§ **Aim of the exercise**
Reproduce exactly the lines from the top of the records below through the line holding "use serde_json::json;".

§ **Record set**
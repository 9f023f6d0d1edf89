use crate::{
    config::Config,
    model::employee::{Employee, EmployeeForm, FieldError},
    session::SessionContext,
    utils::{
        pagination::{PageWindow, PaginatedList},
        query::{SortField, search_filter},
    },
};
use actix_web::{HttpResponse, Responder, error::ErrorInternalServerError, http::header, web};
use serde::{Deserialize, Serialize};
use serde_json::json;
use sqlx::MySqlPool;
use tracing::{debug, error, info};
use utoipa::ToSchema;

#[derive(Debug, Deserialize, ToSchema)]
#[serde(rename_all = "camelCase")]
pub struct IndexQuery {
    pub search_string: Option<String>,
    pub order_by_string: Option<String>,
    /// 1-based. Absent or non-numeric falls back to page 1; out-of-range
    /// values clamp to the nearest boundary page.
    pub page_index: Option<String>,
    /// Echoed for the display layer; no reverse ordering is wired.
    pub sort_type: Option<String>,
}

/// View model for the list page: the page slice plus everything the display
/// layer needs to rebuild the search box, column headers and pager.
#[derive(Serialize, ToSchema)]
pub struct EmployeeIndexModel {
    pub username: Option<String>,
    pub page_size: i64,
    pub search_string: Option<String>,
    pub order_by_string: Option<String>,
    pub sort_type: Option<String>,
    pub employees: Vec<Employee>,
    #[schema(example = 1)]
    pub page_index: i64,
    #[schema(example = 3)]
    pub total_pages: i64,
    pub has_previous_page: bool,
    pub has_next_page: bool,
}

/// Redisplay payload when Create/Edit validation fails: the submitted values
/// come back with the errors so the form can be re-rendered filled in.
#[derive(Serialize, ToSchema)]
pub struct FormRedisplay {
    pub values: EmployeeForm,
    pub errors: Vec<FieldError>,
}

fn redirect_to_index() -> HttpResponse {
    HttpResponse::SeeOther()
        .insert_header((header::LOCATION, "/Employees"))
        .finish()
}

fn not_found() -> HttpResponse {
    HttpResponse::NotFound().json(json!({ "message": "Employee not found" }))
}

fn redisplay(values: EmployeeForm, errors: Vec<FieldError>) -> HttpResponse {
    HttpResponse::UnprocessableEntity().json(FormRedisplay { values, errors })
}

async fn fetch_employee(pool: &MySqlPool, id: i32) -> Result<Option<Employee>, sqlx::Error> {
    sqlx::query_as::<_, Employee>(
        r#"
        SELECT id, first_name, last_name, gender, birth, address, phone, email, department
        FROM employees
        WHERE id = ?
        "#,
    )
    .bind(id)
    .fetch_optional(pool)
    .await
}

/// Existence predicate; only used to tell a concurrent delete apart from a
/// concurrent modification when an update writes zero rows.
async fn employee_exists(pool: &MySqlPool, id: i32) -> Result<bool, sqlx::Error> {
    sqlx::query_scalar::<_, bool>("SELECT EXISTS(SELECT 1 FROM employees WHERE id = ? LIMIT 1)")
        .bind(id)
        .fetch_one(pool)
        .await
}

/// Outcome of the full-row overwrite on Edit. The caller decides how each
/// case surfaces; nothing is retried or merged here.
#[derive(Debug, PartialEq, Eq)]
pub enum UpdateOutcome {
    Updated,
    NotFound,
    Conflict,
}

async fn update_employee_row(
    pool: &MySqlPool,
    employee: &Employee,
) -> Result<UpdateOutcome, sqlx::Error> {
    let affected = sqlx::query(
        r#"
        UPDATE employees
        SET first_name = ?, last_name = ?, gender = ?, birth = ?,
            address = ?, phone = ?, email = ?, department = ?
        WHERE id = ?
        "#,
    )
    .bind(&employee.first_name)
    .bind(&employee.last_name)
    .bind(&employee.gender)
    .bind(employee.birth)
    .bind(&employee.address)
    .bind(&employee.phone)
    .bind(&employee.email)
    .bind(&employee.department)
    .bind(employee.id)
    .execute(pool)
    .await?
    .rows_affected();

    if affected > 0 {
        Ok(UpdateOutcome::Updated)
    } else if !employee_exists(pool, employee.id).await? {
        Ok(UpdateOutcome::NotFound)
    } else {
        Ok(UpdateOutcome::Conflict)
    }
}

/// List employees: search, sort, paginate
#[utoipa::path(
    get,
    path = "/Employees",
    params(
        ("searchString" = Option<String>, Query, description = "Exact id or name substring"),
        ("orderByString" = Option<String>, Query, description = "Sortable column name (Id, FirstName, LastName, Gender, Birth, Address, Phone, Email, Department)"),
        ("pageIndex" = Option<String>, Query, description = "1-based page number"),
        ("sortType" = Option<String>, Query, description = "Echoed back unchanged")
    ),
    responses(
        (status = 200, description = "One page of the filtered list", body = EmployeeIndexModel)
    ),
    tag = "Employees"
)]
pub async fn index(
    pool: web::Data<MySqlPool>,
    config: web::Data<Config>,
    query: web::Query<IndexQuery>,
    ctx: SessionContext,
) -> actix_web::Result<impl Responder> {
    let page_size = config.page_size;

    let search_term = query
        .search_string
        .as_deref()
        .map(str::trim)
        .filter(|s| !s.is_empty());

    let (where_clause, binds) = match search_term {
        Some(term) => {
            let filter = search_filter(term);
            (format!("WHERE {}", filter.clause), filter.binds)
        }
        None => (String::new(), Vec::new()),
    };

    // ---------- total count ----------
    let count_sql = format!("SELECT COUNT(*) FROM employees {}", where_clause);
    debug!(sql = %count_sql, binds = ?binds, "Counting employees");

    let mut count_query = sqlx::query_scalar::<_, i64>(&count_sql);
    for b in &binds {
        count_query = count_query.bind(b);
    }

    let total = count_query.fetch_one(pool.get_ref()).await.map_err(|e| {
        error!(error = %e, sql = %count_sql, "Failed to count employees");
        ErrorInternalServerError("Database error")
    })?;

    let requested_page = query
        .page_index
        .as_deref()
        .and_then(|s| s.trim().parse::<i64>().ok())
        .unwrap_or(1);
    let window = PageWindow::resolve(total, requested_page, page_size);

    let order_clause = SortField::parse(query.order_by_string.as_deref())
        .map(SortField::order_clause)
        .unwrap_or("");

    // ---------- page slice ----------
    let data_sql = format!(
        "SELECT id, first_name, last_name, gender, birth, address, phone, email, department \
         FROM employees {} {} LIMIT ? OFFSET ?",
        where_clause, order_clause
    );
    debug!(sql = %data_sql, page_index = window.page_index, total, "Fetching employee page");

    let mut data_query = sqlx::query_as::<_, Employee>(&data_sql);
    for b in &binds {
        data_query = data_query.bind(b);
    }
    data_query = data_query.bind(window.limit).bind(window.offset);

    let employees = data_query.fetch_all(pool.get_ref()).await.map_err(|e| {
        error!(error = %e, sql = %data_sql, "Failed to fetch employees");
        ErrorInternalServerError("Database error")
    })?;

    let page = PaginatedList::new(employees, &window);
    let query = query.into_inner();

    Ok(HttpResponse::Ok().json(EmployeeIndexModel {
        username: ctx.username,
        page_size,
        search_string: query.search_string,
        order_by_string: query.order_by_string,
        sort_type: query.sort_type,
        has_previous_page: page.has_previous_page(),
        has_next_page: page.has_next_page(),
        employees: page.items,
        page_index: page.page_index,
        total_pages: page.total_pages,
    }))
}

/// Employee details
#[utoipa::path(
    get,
    path = "/Employees/Details/{id}",
    params(("id" = i32, Path, description = "Employee id")),
    responses(
        (status = 200, description = "Employee found", body = Employee),
        (status = 404, description = "Employee not found")
    ),
    tag = "Employees"
)]
pub async fn details(
    pool: web::Data<MySqlPool>,
    path: web::Path<i32>,
) -> actix_web::Result<impl Responder> {
    let id = path.into_inner();

    let employee = fetch_employee(pool.get_ref(), id).await.map_err(|e| {
        error!(error = %e, id, "Failed to fetch employee");
        ErrorInternalServerError("Database error")
    })?;

    match employee {
        Some(emp) => Ok(HttpResponse::Ok().json(emp)),
        None => Ok(not_found()),
    }
}

/// Create form; only shown to logged-in users
#[utoipa::path(
    get,
    path = "/Employees/Create",
    responses(
        (status = 200, description = "Blank create form"),
        (status = 303, description = "Not logged in, redirect to login")
    ),
    tag = "Employees"
)]
pub async fn create_form(ctx: SessionContext) -> impl Responder {
    if ctx.is_not_login() {
        info!("Create form requested without login, redirecting");
        return HttpResponse::SeeOther()
            .insert_header((header::LOCATION, "/EmployeesLogin/Login"))
            .finish();
    }
    HttpResponse::Ok().json(json!({
        "username": ctx.username,
        "employee": null
    }))
}

/// Create employee
#[utoipa::path(
    post,
    path = "/Employees/Create",
    request_body(content = EmployeeForm, content_type = "application/x-www-form-urlencoded"),
    responses(
        (status = 303, description = "Created, redirect to list"),
        (status = 422, description = "Validation failed, form redisplayed", body = FormRedisplay)
    ),
    tag = "Employees"
)]
pub async fn create(
    pool: web::Data<MySqlPool>,
    form: web::Form<EmployeeForm>,
) -> actix_web::Result<impl Responder> {
    let form = form.into_inner();

    let birth = match form.validate() {
        Ok(birth) => birth,
        Err(errors) => return Ok(redisplay(form, errors)),
    };

    // The store assigns the id; a submitted one is ignored.
    sqlx::query(
        r#"
        INSERT INTO employees
        (first_name, last_name, gender, birth, address, phone, email, department)
        VALUES (?, ?, ?, ?, ?, ?, ?, ?)
        "#,
    )
    .bind(&form.first_name)
    .bind(&form.last_name)
    .bind(&form.gender)
    .bind(birth)
    .bind(&form.address)
    .bind(&form.phone)
    .bind(&form.email)
    .bind(&form.department)
    .execute(pool.get_ref())
    .await
    .map_err(|e| {
        error!(error = %e, "Failed to create employee");
        ErrorInternalServerError("Database error")
    })?;

    Ok(redirect_to_index())
}

/// Edit form
#[utoipa::path(
    get,
    path = "/Employees/Edit/{id}",
    params(("id" = i32, Path, description = "Employee id")),
    responses(
        (status = 200, description = "Employee to edit", body = Employee),
        (status = 404, description = "Employee not found")
    ),
    tag = "Employees"
)]
pub async fn edit_form(
    pool: web::Data<MySqlPool>,
    path: web::Path<i32>,
) -> actix_web::Result<impl Responder> {
    let id = path.into_inner();

    let employee = fetch_employee(pool.get_ref(), id).await.map_err(|e| {
        error!(error = %e, id, "Failed to fetch employee");
        ErrorInternalServerError("Database error")
    })?;

    match employee {
        Some(emp) => Ok(HttpResponse::Ok().json(emp)),
        None => Ok(not_found()),
    }
}

/// Edit employee (full-row replace)
#[utoipa::path(
    post,
    path = "/Employees/Edit/{id}",
    params(("id" = i32, Path, description = "Employee id, must match the payload id")),
    request_body(content = EmployeeForm, content_type = "application/x-www-form-urlencoded"),
    responses(
        (status = 303, description = "Updated, redirect to list"),
        (status = 404, description = "Id mismatch or employee gone"),
        (status = 422, description = "Validation failed, form redisplayed", body = FormRedisplay),
        (status = 500, description = "Concurrent modification conflict")
    ),
    tag = "Employees"
)]
pub async fn edit(
    pool: web::Data<MySqlPool>,
    path: web::Path<i32>,
    form: web::Form<EmployeeForm>,
) -> actix_web::Result<impl Responder> {
    let id = path.into_inner();
    let form = form.into_inner();

    // The path id is authoritative; a payload disagreeing with it is rejected
    // before the store is touched.
    if form.id != Some(id) {
        info!(path_id = id, form_id = ?form.id, "Edit id mismatch");
        return Ok(not_found());
    }

    let birth = match form.validate() {
        Ok(birth) => birth,
        Err(errors) => return Ok(redisplay(form, errors)),
    };

    let employee = form.into_employee(id, birth);

    let outcome = update_employee_row(pool.get_ref(), &employee)
        .await
        .map_err(|e| {
            error!(error = %e, id, "Failed to update employee");
            ErrorInternalServerError("Database error")
        })?;

    match outcome {
        UpdateOutcome::Updated => Ok(redirect_to_index()),
        UpdateOutcome::NotFound => Ok(not_found()),
        UpdateOutcome::Conflict => {
            // No merge/retry policy exists; surface the conflict as fatal.
            error!(id, "Concurrent modification detected while updating employee");
            Err(ErrorInternalServerError("Concurrent modification conflict"))
        }
    }
}

/// Delete confirmation view; no mutation happens on GET
#[utoipa::path(
    get,
    path = "/Employees/Delete/{id}",
    params(("id" = i32, Path, description = "Employee id")),
    responses(
        (status = 200, description = "Employee pending confirmation", body = Employee),
        (status = 404, description = "Employee not found")
    ),
    tag = "Employees"
)]
pub async fn delete_form(
    pool: web::Data<MySqlPool>,
    path: web::Path<i32>,
) -> actix_web::Result<impl Responder> {
    let id = path.into_inner();

    let employee = fetch_employee(pool.get_ref(), id).await.map_err(|e| {
        error!(error = %e, id, "Failed to fetch employee");
        ErrorInternalServerError("Database error")
    })?;

    match employee {
        Some(emp) => Ok(HttpResponse::Ok().json(emp)),
        None => Ok(not_found()),
    }
}

/// Delete employee (confirmed)
#[utoipa::path(
    post,
    path = "/Employees/Delete/{id}",
    params(("id" = i32, Path, description = "Employee id")),
    responses(
        (status = 303, description = "Deleted, redirect to list"),
        (status = 404, description = "Employee already gone")
    ),
    tag = "Employees"
)]
pub async fn delete_confirmed(
    pool: web::Data<MySqlPool>,
    path: web::Path<i32>,
) -> actix_web::Result<impl Responder> {
    let id = path.into_inner();

    let affected = sqlx::query("DELETE FROM employees WHERE id = ?")
        .bind(id)
        .execute(pool.get_ref())
        .await
        .map_err(|e| {
            error!(error = %e, id, "Failed to delete employee");
            ErrorInternalServerError("Database error")
        })?
        .rows_affected();

    // A row removed between the confirmation view and this request is treated
    // as already deleted rather than a fault.
    if affected == 0 {
        return Ok(not_found());
    }

    info!(id, "Employee deleted");
    Ok(redirect_to_index())
}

§ **Result of this task**
repository 9f023f6d0d1edf89
use crate::{
    config::Config,
    model::employee::{Employee, EmployeeForm, FieldError},
    session::SessionContext,
    utils::{
        pagination::{PageWindow, PaginatedList},
        query::{SortField, search_filter},
    },
};
use actix_web::{HttpResponse, Responder, error::ErrorInternalServerError, http::header, web};
use serde::{Deserialize, Serialize};
use serde_json::json;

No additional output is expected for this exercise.